[PROVIDED DATA Boundary: Start]

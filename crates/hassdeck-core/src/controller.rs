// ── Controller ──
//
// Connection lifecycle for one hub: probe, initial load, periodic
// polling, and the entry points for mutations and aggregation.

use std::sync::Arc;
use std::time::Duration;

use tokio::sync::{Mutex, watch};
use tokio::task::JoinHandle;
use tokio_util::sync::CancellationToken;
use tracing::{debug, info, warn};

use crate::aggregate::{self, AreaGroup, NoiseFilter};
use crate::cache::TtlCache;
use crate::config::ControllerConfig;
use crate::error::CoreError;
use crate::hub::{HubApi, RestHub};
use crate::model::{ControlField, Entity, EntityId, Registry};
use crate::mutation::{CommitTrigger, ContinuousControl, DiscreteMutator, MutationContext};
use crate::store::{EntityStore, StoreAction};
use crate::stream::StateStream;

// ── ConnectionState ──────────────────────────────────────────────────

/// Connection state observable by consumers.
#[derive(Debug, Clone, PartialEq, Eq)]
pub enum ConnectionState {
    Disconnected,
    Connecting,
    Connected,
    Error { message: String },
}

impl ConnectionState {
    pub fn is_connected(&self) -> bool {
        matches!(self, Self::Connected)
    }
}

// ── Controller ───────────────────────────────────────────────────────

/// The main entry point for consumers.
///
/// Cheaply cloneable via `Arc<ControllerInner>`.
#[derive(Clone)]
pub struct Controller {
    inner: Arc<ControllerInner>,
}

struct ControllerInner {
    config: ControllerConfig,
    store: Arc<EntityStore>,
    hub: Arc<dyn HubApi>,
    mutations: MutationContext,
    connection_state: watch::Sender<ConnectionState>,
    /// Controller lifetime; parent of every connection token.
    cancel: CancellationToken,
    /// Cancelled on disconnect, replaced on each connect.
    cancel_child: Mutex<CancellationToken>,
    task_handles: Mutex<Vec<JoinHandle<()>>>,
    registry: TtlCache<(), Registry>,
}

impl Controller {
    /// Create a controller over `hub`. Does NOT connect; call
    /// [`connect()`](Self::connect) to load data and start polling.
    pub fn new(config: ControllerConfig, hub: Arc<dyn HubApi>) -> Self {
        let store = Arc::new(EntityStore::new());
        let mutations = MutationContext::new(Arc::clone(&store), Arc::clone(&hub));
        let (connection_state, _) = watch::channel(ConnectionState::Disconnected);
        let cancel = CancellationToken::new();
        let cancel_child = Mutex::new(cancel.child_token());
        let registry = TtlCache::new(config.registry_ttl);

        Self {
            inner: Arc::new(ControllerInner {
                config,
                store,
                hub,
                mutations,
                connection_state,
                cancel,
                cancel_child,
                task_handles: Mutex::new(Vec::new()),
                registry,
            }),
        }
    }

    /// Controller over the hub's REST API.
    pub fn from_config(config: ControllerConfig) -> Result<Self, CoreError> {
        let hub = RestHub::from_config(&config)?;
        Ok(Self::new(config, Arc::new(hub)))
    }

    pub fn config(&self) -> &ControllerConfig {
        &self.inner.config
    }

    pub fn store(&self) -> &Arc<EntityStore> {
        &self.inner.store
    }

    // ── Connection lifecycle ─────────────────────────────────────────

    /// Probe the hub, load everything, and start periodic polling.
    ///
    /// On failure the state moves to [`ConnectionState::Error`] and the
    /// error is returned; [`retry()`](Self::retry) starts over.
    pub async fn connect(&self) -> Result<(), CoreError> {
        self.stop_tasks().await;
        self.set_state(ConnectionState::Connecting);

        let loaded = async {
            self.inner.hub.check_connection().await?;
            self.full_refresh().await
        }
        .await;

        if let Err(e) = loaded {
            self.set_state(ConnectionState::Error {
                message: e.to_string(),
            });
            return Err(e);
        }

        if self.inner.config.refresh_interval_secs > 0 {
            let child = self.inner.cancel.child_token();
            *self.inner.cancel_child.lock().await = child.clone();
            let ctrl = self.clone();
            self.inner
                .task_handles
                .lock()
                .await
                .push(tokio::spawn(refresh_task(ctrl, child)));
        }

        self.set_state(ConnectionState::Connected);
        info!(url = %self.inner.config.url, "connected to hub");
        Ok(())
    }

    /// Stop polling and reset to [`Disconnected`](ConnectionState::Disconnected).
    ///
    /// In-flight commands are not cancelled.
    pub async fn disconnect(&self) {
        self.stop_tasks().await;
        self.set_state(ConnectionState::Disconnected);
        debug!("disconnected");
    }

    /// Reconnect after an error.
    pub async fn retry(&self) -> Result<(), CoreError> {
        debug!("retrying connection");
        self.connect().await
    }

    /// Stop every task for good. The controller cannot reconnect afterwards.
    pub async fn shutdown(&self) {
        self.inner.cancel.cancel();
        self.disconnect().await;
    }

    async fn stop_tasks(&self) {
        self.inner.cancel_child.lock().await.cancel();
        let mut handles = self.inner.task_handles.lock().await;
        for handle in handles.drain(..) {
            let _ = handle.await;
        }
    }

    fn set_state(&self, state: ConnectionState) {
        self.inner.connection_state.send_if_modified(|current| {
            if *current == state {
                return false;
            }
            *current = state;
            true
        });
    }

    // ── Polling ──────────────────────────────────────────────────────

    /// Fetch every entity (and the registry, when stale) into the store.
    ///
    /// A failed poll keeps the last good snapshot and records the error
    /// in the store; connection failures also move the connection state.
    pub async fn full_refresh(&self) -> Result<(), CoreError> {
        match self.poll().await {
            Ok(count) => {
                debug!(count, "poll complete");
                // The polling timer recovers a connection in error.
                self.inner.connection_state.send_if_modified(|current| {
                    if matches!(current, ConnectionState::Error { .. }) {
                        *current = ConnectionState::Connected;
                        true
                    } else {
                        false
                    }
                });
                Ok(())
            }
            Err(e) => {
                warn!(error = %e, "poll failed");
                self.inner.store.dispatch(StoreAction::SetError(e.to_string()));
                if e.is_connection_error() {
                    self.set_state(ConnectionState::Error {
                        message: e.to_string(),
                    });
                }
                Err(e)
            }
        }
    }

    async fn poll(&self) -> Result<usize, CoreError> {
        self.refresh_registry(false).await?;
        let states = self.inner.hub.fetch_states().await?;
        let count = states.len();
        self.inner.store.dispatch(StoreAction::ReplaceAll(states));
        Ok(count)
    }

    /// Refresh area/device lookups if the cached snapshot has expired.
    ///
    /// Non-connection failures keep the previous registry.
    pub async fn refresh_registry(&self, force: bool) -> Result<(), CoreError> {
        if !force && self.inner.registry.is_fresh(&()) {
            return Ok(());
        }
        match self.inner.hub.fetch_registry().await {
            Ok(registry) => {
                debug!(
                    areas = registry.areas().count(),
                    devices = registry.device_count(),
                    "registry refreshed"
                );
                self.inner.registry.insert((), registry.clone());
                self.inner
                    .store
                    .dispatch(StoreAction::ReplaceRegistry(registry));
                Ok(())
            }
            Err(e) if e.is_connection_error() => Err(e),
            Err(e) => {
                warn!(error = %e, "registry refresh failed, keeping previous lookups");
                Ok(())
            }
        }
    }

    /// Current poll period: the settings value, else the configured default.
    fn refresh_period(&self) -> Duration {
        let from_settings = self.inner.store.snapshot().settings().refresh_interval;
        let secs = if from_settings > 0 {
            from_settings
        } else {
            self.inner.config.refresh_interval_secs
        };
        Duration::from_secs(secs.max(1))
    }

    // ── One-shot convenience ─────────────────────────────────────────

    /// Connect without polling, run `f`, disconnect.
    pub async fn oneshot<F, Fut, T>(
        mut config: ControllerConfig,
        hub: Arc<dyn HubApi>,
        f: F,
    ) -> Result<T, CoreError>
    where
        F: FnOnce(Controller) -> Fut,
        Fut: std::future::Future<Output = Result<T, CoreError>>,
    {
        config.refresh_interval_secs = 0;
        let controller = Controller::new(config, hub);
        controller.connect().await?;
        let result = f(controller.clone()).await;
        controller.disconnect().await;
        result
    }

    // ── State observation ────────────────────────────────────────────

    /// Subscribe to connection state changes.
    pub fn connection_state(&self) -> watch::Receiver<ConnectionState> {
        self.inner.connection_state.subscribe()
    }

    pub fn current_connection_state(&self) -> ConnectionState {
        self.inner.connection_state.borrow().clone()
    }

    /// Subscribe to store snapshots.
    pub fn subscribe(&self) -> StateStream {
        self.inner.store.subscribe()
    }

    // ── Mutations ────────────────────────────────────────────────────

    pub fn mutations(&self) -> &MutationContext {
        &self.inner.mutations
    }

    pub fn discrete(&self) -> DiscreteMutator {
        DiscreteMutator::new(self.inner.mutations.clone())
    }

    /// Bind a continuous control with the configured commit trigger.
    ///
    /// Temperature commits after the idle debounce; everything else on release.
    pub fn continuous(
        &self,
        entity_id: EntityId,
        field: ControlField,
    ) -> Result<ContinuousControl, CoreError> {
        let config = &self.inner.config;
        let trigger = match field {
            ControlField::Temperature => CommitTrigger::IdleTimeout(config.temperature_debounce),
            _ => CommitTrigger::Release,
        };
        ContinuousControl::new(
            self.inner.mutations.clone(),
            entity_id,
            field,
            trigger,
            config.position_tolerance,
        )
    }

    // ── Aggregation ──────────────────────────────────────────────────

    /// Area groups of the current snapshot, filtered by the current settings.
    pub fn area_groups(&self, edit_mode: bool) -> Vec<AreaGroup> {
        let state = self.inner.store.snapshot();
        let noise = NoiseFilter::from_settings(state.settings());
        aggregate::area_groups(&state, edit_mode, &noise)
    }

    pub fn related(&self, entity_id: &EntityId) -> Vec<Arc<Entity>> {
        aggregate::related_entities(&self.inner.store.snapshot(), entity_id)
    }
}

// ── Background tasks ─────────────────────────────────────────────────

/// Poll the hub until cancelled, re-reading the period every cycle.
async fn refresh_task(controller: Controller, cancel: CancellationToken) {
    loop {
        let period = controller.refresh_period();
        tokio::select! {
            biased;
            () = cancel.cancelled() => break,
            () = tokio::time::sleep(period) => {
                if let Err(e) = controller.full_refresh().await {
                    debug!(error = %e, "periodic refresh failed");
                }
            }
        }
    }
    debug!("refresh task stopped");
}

[PROVIDED DATA Boundary: End]

▶ **TASK ITEM**:
The sole thing to report is how many lines in the data hold the string "Duration".

▶ **TASK SOLUTION**:
3